▶ **Directions for this task**
Report every line of the records below that contains the word "usize".

▶ **Data for processing**
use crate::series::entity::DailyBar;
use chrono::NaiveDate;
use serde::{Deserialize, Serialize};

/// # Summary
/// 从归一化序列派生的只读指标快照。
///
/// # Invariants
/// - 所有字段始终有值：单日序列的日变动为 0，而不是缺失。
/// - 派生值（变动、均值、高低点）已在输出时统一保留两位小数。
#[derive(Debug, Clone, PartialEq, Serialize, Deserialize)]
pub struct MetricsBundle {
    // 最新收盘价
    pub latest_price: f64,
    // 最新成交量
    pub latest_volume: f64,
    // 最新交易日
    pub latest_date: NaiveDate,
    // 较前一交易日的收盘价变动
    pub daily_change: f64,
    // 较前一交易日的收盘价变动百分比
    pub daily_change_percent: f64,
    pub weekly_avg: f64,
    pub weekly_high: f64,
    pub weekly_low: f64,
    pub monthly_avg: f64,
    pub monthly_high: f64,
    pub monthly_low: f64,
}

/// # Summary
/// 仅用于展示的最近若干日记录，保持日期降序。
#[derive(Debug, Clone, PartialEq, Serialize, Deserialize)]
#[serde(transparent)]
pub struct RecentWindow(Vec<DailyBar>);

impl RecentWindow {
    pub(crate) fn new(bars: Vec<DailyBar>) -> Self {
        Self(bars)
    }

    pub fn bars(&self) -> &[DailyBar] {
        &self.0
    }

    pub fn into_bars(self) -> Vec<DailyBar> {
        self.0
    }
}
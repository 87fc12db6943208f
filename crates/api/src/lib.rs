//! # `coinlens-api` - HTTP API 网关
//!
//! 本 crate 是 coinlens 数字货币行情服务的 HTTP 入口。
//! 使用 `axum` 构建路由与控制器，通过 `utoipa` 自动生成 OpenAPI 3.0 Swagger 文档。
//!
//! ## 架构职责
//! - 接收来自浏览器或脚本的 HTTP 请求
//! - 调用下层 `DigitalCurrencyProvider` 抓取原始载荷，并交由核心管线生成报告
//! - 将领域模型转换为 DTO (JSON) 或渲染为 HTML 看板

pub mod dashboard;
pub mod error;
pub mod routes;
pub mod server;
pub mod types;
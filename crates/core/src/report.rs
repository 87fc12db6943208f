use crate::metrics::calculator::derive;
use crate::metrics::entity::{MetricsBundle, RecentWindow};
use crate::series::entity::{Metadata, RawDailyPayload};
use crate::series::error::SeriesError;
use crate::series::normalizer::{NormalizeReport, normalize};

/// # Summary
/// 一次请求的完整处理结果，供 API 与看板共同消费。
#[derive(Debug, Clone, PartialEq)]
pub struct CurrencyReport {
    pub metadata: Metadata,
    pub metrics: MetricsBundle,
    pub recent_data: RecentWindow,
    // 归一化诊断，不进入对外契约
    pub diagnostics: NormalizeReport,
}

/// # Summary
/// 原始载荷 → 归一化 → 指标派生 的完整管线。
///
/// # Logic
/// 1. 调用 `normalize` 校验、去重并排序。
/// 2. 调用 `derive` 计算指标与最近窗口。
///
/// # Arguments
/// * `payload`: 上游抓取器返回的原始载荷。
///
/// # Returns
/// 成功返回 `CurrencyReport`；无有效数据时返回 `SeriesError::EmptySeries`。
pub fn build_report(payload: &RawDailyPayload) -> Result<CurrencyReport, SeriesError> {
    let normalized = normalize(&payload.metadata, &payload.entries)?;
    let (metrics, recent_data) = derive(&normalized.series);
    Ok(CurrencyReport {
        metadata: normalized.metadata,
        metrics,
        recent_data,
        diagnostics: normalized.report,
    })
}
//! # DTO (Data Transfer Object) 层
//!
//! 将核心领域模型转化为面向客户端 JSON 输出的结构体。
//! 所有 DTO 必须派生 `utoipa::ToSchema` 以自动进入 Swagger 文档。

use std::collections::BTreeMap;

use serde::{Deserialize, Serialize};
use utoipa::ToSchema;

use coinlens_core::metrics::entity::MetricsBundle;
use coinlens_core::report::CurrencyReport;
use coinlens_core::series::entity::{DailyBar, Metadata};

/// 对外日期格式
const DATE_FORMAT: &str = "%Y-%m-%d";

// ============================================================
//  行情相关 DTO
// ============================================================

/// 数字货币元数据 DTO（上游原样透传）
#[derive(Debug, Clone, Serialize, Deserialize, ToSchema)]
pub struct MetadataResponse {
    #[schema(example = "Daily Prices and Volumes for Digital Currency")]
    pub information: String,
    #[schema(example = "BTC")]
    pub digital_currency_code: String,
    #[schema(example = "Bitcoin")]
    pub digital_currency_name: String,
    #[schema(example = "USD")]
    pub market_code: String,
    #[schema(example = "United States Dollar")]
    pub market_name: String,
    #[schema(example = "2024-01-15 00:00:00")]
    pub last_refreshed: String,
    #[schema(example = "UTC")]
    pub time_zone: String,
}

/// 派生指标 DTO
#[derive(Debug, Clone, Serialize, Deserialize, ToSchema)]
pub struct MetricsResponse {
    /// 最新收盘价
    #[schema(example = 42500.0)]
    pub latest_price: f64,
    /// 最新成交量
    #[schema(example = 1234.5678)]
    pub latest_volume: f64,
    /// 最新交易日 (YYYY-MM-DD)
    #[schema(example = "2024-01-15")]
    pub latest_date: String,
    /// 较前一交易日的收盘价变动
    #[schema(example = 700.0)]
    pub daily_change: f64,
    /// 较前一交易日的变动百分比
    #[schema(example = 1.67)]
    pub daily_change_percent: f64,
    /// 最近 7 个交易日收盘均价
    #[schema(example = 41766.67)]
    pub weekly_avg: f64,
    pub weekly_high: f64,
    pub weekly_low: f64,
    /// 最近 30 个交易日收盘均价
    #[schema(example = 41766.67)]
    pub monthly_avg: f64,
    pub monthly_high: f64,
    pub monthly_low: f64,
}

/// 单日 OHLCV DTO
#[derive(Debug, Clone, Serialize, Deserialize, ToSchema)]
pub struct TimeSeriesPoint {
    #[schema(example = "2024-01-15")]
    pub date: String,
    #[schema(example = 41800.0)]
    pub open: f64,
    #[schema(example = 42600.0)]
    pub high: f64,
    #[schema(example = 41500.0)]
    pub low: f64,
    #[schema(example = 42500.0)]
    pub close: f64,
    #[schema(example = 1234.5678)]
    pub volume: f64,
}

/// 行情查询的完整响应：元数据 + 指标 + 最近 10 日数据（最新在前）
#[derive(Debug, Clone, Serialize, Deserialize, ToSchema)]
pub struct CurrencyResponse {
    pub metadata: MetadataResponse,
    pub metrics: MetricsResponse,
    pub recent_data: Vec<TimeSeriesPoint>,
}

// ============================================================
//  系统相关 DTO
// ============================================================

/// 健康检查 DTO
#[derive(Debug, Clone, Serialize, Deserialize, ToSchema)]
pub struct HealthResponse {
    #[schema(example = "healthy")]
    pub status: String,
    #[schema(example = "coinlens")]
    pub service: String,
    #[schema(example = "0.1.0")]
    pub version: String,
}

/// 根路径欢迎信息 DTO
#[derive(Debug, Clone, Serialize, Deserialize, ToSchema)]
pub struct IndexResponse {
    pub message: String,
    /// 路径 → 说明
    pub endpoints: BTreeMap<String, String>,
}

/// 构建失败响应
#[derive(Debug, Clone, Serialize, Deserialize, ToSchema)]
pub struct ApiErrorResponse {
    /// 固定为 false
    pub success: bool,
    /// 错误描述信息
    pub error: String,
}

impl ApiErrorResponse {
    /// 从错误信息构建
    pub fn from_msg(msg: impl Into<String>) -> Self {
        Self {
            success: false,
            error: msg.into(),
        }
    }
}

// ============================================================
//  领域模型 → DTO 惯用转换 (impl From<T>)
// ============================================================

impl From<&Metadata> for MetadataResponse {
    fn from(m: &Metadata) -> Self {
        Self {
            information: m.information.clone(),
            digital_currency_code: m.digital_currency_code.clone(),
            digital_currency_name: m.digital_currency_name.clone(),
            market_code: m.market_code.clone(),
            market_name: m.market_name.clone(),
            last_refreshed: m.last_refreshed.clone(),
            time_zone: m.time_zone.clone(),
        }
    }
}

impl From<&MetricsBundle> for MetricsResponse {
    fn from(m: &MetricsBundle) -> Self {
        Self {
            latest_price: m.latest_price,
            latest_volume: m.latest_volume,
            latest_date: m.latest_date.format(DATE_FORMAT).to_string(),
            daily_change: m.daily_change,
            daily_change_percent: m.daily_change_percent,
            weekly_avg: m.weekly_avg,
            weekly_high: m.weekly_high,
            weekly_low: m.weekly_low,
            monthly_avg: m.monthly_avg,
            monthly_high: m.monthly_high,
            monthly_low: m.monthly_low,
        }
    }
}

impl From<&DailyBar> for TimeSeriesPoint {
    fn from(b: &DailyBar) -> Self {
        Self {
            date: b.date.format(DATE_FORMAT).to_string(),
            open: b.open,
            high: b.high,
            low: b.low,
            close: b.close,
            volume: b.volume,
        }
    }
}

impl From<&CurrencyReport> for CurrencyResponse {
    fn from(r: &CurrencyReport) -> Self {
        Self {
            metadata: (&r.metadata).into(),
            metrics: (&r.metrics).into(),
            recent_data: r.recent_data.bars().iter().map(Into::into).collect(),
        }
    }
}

* * *

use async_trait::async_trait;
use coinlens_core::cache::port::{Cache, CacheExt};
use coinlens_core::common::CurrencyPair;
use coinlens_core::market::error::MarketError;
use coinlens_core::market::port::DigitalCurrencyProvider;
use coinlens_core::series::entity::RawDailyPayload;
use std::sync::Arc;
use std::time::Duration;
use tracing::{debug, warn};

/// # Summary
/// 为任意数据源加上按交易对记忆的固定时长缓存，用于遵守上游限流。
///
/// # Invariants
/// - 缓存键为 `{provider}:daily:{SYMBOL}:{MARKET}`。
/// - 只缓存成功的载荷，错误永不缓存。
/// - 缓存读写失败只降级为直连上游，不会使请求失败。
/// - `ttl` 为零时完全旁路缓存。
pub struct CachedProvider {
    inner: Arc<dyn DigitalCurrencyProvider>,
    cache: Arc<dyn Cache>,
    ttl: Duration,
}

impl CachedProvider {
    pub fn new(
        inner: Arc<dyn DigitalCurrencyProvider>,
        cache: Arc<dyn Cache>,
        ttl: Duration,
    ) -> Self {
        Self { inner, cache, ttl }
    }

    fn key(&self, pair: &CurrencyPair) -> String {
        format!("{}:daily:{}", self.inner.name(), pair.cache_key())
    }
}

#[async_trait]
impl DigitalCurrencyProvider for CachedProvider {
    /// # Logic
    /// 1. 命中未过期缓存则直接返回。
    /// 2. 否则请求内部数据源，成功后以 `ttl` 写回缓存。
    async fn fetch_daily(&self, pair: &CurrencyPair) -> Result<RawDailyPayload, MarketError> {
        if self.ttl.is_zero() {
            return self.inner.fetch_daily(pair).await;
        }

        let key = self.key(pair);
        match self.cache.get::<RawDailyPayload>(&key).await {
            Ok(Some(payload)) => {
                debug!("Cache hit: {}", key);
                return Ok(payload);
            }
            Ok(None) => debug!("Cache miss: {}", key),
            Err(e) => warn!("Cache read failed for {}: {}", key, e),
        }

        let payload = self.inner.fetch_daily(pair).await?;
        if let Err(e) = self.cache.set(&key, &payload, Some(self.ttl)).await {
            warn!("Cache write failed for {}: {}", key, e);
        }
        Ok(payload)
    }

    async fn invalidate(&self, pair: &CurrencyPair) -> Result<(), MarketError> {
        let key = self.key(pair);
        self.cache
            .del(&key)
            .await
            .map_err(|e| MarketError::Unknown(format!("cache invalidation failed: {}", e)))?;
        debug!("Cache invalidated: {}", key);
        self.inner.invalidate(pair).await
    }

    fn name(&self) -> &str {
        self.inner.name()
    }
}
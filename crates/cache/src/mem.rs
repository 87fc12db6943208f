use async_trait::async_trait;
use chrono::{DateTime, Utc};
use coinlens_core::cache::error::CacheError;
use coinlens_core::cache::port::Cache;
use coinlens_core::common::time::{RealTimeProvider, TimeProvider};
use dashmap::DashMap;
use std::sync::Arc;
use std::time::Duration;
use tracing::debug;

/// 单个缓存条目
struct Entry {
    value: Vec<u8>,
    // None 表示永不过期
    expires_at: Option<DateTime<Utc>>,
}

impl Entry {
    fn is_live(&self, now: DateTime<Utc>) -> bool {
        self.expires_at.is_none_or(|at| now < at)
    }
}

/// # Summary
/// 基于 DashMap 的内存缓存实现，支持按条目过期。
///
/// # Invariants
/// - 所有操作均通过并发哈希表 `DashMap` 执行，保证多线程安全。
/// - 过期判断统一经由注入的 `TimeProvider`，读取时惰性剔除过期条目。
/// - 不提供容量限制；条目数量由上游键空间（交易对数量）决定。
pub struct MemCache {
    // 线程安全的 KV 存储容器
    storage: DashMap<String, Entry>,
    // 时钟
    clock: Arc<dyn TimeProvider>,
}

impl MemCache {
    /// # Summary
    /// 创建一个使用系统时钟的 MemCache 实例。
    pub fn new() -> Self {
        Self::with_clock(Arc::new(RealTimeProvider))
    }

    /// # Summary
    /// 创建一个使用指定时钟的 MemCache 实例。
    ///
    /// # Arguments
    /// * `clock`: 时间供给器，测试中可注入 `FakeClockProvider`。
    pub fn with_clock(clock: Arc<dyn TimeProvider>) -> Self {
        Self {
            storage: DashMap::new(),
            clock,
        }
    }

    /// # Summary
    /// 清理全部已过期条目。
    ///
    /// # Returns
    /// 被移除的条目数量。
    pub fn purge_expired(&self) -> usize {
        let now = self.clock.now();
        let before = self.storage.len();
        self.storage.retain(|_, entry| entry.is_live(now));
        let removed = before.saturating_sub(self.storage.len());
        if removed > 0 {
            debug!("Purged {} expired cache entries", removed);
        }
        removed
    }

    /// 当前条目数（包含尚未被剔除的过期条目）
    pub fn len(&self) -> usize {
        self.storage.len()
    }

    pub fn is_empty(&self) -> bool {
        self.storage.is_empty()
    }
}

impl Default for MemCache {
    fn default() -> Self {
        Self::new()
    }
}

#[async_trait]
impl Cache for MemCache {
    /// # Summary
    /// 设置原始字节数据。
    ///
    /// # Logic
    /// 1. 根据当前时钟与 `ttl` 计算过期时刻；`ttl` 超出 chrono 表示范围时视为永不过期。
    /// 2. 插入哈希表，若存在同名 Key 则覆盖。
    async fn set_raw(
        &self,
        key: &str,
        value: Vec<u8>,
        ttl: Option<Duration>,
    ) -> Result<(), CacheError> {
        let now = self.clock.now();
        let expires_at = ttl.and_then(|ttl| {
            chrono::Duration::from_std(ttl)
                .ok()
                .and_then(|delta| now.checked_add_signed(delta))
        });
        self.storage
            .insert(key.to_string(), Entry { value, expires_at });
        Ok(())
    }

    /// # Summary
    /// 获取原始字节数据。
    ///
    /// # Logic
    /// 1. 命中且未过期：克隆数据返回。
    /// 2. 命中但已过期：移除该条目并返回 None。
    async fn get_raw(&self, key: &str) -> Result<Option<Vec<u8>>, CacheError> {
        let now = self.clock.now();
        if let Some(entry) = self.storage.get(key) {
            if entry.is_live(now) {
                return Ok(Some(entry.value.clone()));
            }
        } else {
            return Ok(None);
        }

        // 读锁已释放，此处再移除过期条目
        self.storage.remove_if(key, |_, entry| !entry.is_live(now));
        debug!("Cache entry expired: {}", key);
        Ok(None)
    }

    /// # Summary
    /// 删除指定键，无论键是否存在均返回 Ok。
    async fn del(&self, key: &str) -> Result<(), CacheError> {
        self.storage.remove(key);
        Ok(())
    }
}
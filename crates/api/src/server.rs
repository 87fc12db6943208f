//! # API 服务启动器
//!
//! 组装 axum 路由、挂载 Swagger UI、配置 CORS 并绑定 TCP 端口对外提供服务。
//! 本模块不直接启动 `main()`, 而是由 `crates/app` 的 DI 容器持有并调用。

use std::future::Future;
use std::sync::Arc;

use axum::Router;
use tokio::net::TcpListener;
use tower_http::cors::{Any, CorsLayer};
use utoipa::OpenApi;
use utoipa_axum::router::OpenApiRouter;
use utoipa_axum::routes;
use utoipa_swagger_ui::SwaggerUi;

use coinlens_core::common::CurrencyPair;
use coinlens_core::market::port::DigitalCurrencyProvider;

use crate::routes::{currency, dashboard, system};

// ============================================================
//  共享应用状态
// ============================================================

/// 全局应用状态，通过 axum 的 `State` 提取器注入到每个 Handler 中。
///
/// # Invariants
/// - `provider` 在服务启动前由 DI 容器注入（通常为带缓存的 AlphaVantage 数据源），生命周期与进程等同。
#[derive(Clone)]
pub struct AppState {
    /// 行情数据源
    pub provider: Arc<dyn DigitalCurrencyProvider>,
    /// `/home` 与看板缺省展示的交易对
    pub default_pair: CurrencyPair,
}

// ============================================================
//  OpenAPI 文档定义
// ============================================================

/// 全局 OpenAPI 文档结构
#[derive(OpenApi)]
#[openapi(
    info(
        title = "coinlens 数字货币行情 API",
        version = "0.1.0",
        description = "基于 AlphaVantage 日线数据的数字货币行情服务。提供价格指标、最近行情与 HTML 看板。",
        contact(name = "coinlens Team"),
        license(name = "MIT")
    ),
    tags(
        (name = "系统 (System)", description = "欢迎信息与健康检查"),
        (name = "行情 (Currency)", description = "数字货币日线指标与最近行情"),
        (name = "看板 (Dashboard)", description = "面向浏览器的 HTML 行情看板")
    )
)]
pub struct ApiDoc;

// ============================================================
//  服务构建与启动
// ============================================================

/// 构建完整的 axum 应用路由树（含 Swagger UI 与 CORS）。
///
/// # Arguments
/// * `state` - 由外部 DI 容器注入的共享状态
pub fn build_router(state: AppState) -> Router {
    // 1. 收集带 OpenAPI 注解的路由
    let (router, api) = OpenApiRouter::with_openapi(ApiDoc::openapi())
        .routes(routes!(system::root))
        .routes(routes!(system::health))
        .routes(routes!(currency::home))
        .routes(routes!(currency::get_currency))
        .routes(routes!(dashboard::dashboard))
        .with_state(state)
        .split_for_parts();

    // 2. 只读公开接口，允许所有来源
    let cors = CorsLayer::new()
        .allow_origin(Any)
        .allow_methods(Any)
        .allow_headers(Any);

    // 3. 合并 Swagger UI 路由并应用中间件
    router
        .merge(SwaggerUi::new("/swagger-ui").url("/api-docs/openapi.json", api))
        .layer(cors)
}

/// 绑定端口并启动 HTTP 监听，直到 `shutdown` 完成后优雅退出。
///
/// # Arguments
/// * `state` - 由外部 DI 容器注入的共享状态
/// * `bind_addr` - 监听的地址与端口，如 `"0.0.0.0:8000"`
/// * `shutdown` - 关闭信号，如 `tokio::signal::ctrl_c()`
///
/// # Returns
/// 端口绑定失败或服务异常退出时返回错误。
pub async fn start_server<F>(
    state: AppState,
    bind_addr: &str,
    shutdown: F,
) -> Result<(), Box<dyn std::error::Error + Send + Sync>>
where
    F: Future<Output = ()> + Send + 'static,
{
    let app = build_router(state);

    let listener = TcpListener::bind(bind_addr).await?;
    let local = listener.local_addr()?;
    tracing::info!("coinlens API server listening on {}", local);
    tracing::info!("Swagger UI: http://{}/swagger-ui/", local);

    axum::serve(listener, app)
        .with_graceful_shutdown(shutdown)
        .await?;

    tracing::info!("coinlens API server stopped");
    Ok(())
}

▶ **Exercise response**
    pub fn purge_expired(&self) -> usize {
    pub fn len(&self) -> usize {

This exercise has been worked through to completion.